In truth it was the most subdued, dead crowd ever gathered. Perhaps the most exciting event of the day was kangaroo hotpot on the canteen menu. To be clear, I have less interest in the science on show than on the subtexts of the dialogue and what is said and not said — all with an eye on the Commission on Narcotic Drugs (CND) meeting occurring next March. At that convening, countries will gather to review the last decade of UN-approved international drug policy, set forth at the first United Nations General Assembly Special Session (UNGASS) on Drugs in 1998, and issue a new UN Political Declaration. I suspect that the goings on at this prior conference may offer hints of what's to come.

Antonio Maria Costa, the Executive Director of the UNODC, was in fine fettle opening the event. True to his pompous, unapologetic manner he was disrespectfully late, but his opening remarks were good. He wants the CND/UNGASS process to put increased money into demand reduction in order to put health at the center of the equation and reduce drug related crime. Consequently, Costa called for the rebalancing of drug control (by putting a greater emphasis on health), expressed concern that too little is spent on treating drug addiction, and acknowledged that law enforcement should not be used as an alternative to treatment. Costa also rejects the over-incarceration of drug users (he's been consistent about this).

I'd like to think that Costa's comment re: over incarceration was an unsubtle dig at the US, where 1 in 31 US citizens live under the auspices of the criminal justice system. However, I suspect he's directing his remarks at the world below the equator or at Central Asia. In so many words, he admonished member states for not protecting their drug users and respecting their human rights.

The day went downhill from then on in, as the conference morphed into a showcase for the disconnect between the science around drugs and addiction and the current reality re: which research-based policy recommendations are ever actually applied or funded or prioritized by governmental bodies. Consider the presentation of the keynote speaker, Dr. Nora Volkow, who heads the United States' National Institutes on Drug Abuse. I like Volkow.

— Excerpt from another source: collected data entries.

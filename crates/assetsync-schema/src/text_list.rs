//! `name,hexHash,size` text listings.
//!
//! Fields may not contain commas; a line with any other field count is
//! rejected instead of being split permissively.

use crate::error::ManifestError;
use crate::hash::ContentHash;
use crate::types::{AssetEntry, AssetFamily};

/// Decode a UTF-8 listing into entries, one per non-blank line.
///
/// `\n` and `\r\n` line endings are both accepted.
///
/// # Errors
///
/// Returns [`ManifestError::Format`] naming the 1-based line number for
/// invalid UTF-8, a wrong field count, a non-hex hash or a non-integer size.
pub fn parse_text_listing(data: &[u8], family: AssetFamily) -> Result<Vec<AssetEntry>, ManifestError> {
    let text = std::str::from_utf8(data)
        .map_err(|e| ManifestError::format(format!("listing is not valid UTF-8: {e}")))?;

    let mut entries = Vec::new();
    for (index, line) in text.lines().enumerate() {
        let line = line.trim();
        if line.is_empty() {
            continue;
        }
        entries.push(parse_line(line, index + 1, family)?);
    }
    Ok(entries)
}

fn parse_line(line: &str, line_no: usize, family: AssetFamily) -> Result<AssetEntry, ManifestError> {
    let fields: Vec<&str> = line.split(',').map(str::trim).collect();
    let [name, hash, size] = fields.as_slice() else {
        return Err(ManifestError::format(format!(
            "line {line_no}: expected 3 fields (name,hash,size), got {}",
            fields.len()
        )));
    };

    if name.is_empty() {
        return Err(ManifestError::format(format!("line {line_no}: empty name")));
    }
    let content_hash = ContentHash::from_hex(hash)
        .map_err(|e| ManifestError::format(format!("line {line_no}: {e}")))?;
    let size: u64 = size
        .parse()
        .map_err(|e| ManifestError::format(format!("line {line_no}: bad size '{size}': {e}")))?;

    Ok(AssetEntry::new(*name, *name, content_hash, size, family))
}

She cares about people who use drugs, and exudes compassion and even fire when she defends them. Before her presentation, we had a conversation about the federal ban on the funding of syringe exchange, and she expressed real excitement about working for Barack Obama.

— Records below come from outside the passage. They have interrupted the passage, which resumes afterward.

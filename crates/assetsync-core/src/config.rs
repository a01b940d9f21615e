//! Sync configuration: a TOML file plus environment overrides.

use std::path::{Path, PathBuf};

use serde::Deserialize;
use thiserror::Error;

use crate::family::FamilyConfig;
use crate::session::RemoteMetadataSession;

#[derive(Error, Debug)]
pub enum ConfigError {
    #[error("IO error reading {path}: {source}")]
    Io {
        path: PathBuf,
        source: std::io::Error,
    },

    #[error("Invalid TOML: {0}")]
    Toml(#[from] toml::de::Error),

    #[error("Invalid configuration: {0}")]
    Invalid(String),
}

#[derive(Debug, Clone, Deserialize)]
pub struct SyncConfig {
    /// CDN root, e.g. `https://autopatch.example.com/game/1.2_live`.
    #[serde(default)]
    pub base_url: String,

    #[serde(default = "default_user_agent")]
    pub user_agent: String,

    /// Sessions driven at once by `sync_all`.
    #[serde(default = "default_concurrency")]
    pub concurrency: usize,

    /// Extra headers sent with every metadata request.
    #[serde(default)]
    pub headers: Vec<(String, String)>,

    #[serde(default = "FamilyConfig::builtin")]
    pub families: Vec<FamilyConfig>,
}

fn default_user_agent() -> String {
    crate::USER_AGENT.to_string()
}

fn default_concurrency() -> usize {
    4
}

impl Default for SyncConfig {
    fn default() -> Self {
        Self {
            base_url: String::new(),
            user_agent: default_user_agent(),
            concurrency: default_concurrency(),
            headers: Vec::new(),
            families: FamilyConfig::builtin(),
        }
    }
}

impl SyncConfig {
    /// `<config dir>/assetsync/config.toml`.
    pub fn default_path() -> Option<PathBuf> {
        dirs::config_dir().map(|d| d.join("assetsync").join("config.toml"))
    }

    pub fn from_toml(s: &str) -> Result<Self, ConfigError> {
        Ok(toml::from_str(s)?)
    }

    pub fn load(path: &Path) -> Result<Self, ConfigError> {
        let text = std::fs::read_to_string(path).map_err(|source| ConfigError::Io {
            path: path.to_path_buf(),
            source,
        })?;
        Self::from_toml(&text)
    }

    /// Load from `path`, or from [`SyncConfig::default_path`] when it exists,
    /// or fall back to defaults; then apply process environment overrides.
    pub fn resolve(path: Option<&Path>) -> Result<Self, ConfigError> {
        let mut config = match path {
            Some(p) => Self::load(p)?,
            None => match Self::default_path().filter(|p| p.exists()) {
                Some(p) => Self::load(&p)?,
                None => Self::default(),
            },
        };
        config.apply_env(|key| std::env::var(key).ok())?;
        config.validate()?;
        Ok(config)
    }

    /// Apply `ASSETSYNC_BASE_URL` / `ASSETSYNC_CONCURRENCY` from `lookup`.
    pub fn apply_env(&mut self, lookup: impl Fn(&str) -> Option<String>) -> Result<(), ConfigError> {
        if let Some(url) = lookup("ASSETSYNC_BASE_URL") {
            self.base_url = url;
        }
        if let Some(raw) = lookup("ASSETSYNC_CONCURRENCY") {
            self.concurrency = raw
                .parse()
                .map_err(|_| ConfigError::Invalid(format!("ASSETSYNC_CONCURRENCY='{raw}' is not a number")))?;
        }
        Ok(())
    }

    pub fn validate(&self) -> Result<(), ConfigError> {
        if self.base_url.is_empty() {
            return Err(ConfigError::Invalid(
                "base_url is not set (config file or ASSETSYNC_BASE_URL)".to_string(),
            ));
        }
        if !self.base_url.starts_with("http") {
            return Err(ConfigError::Invalid(format!(
                "base_url must start with http(s): '{}'",
                self.base_url
            )));
        }
        if self.concurrency == 0 {
            return Err(ConfigError::Invalid("concurrency must be at least 1".to_string()));
        }
        Ok(())
    }

    pub fn family(&self, name: &str) -> Option<&FamilyConfig> {
        self.families.iter().find(|f| f.name == name)
    }

    /// One fresh session per requested family, or per configured family when
    /// `names` is empty.
    pub fn sessions(&self, names: &[String]) -> Result<Vec<RemoteMetadataSession>, ConfigError> {
        let selected: Vec<&FamilyConfig> = if names.is_empty() {
            self.families.iter().collect()
        } else {
            names
                .iter()
                .map(|n| {
                    self.family(n)
                        .ok_or_else(|| ConfigError::Invalid(format!("unknown family '{n}'")))
                })
                .collect::<Result<_, _>>()?
        };

        Ok(selected
            .into_iter()
            .map(|f| RemoteMetadataSession::new(f.clone(), self.base_url.clone()).with_headers(self.headers.clone()))
            .collect())
    }
}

Ingo Michels, representative of Germany's Ministry of Health

Certainly Dr. Volkow's presentation on the science of addiction was well done, and it affirmed much of what has been said for years by those of us who are involved in harm reduction. She ran through her Positron Emission Tomography (PET) Scan studies (they show the effect of drugs on the brain) and noted that there is hope of our someday being able to know in advance who is vulnerable to problematic drug use. In stating that abstinence is 'magical thinking' and addiction has a smorgasbord of serious medical consequences, including hiv/hcv, cancer, and mental illness, associated with it, she laid out a fine argument for embracing harm reduction without connecting the dots of course. She noted that people are people are at risk due to environmental factors.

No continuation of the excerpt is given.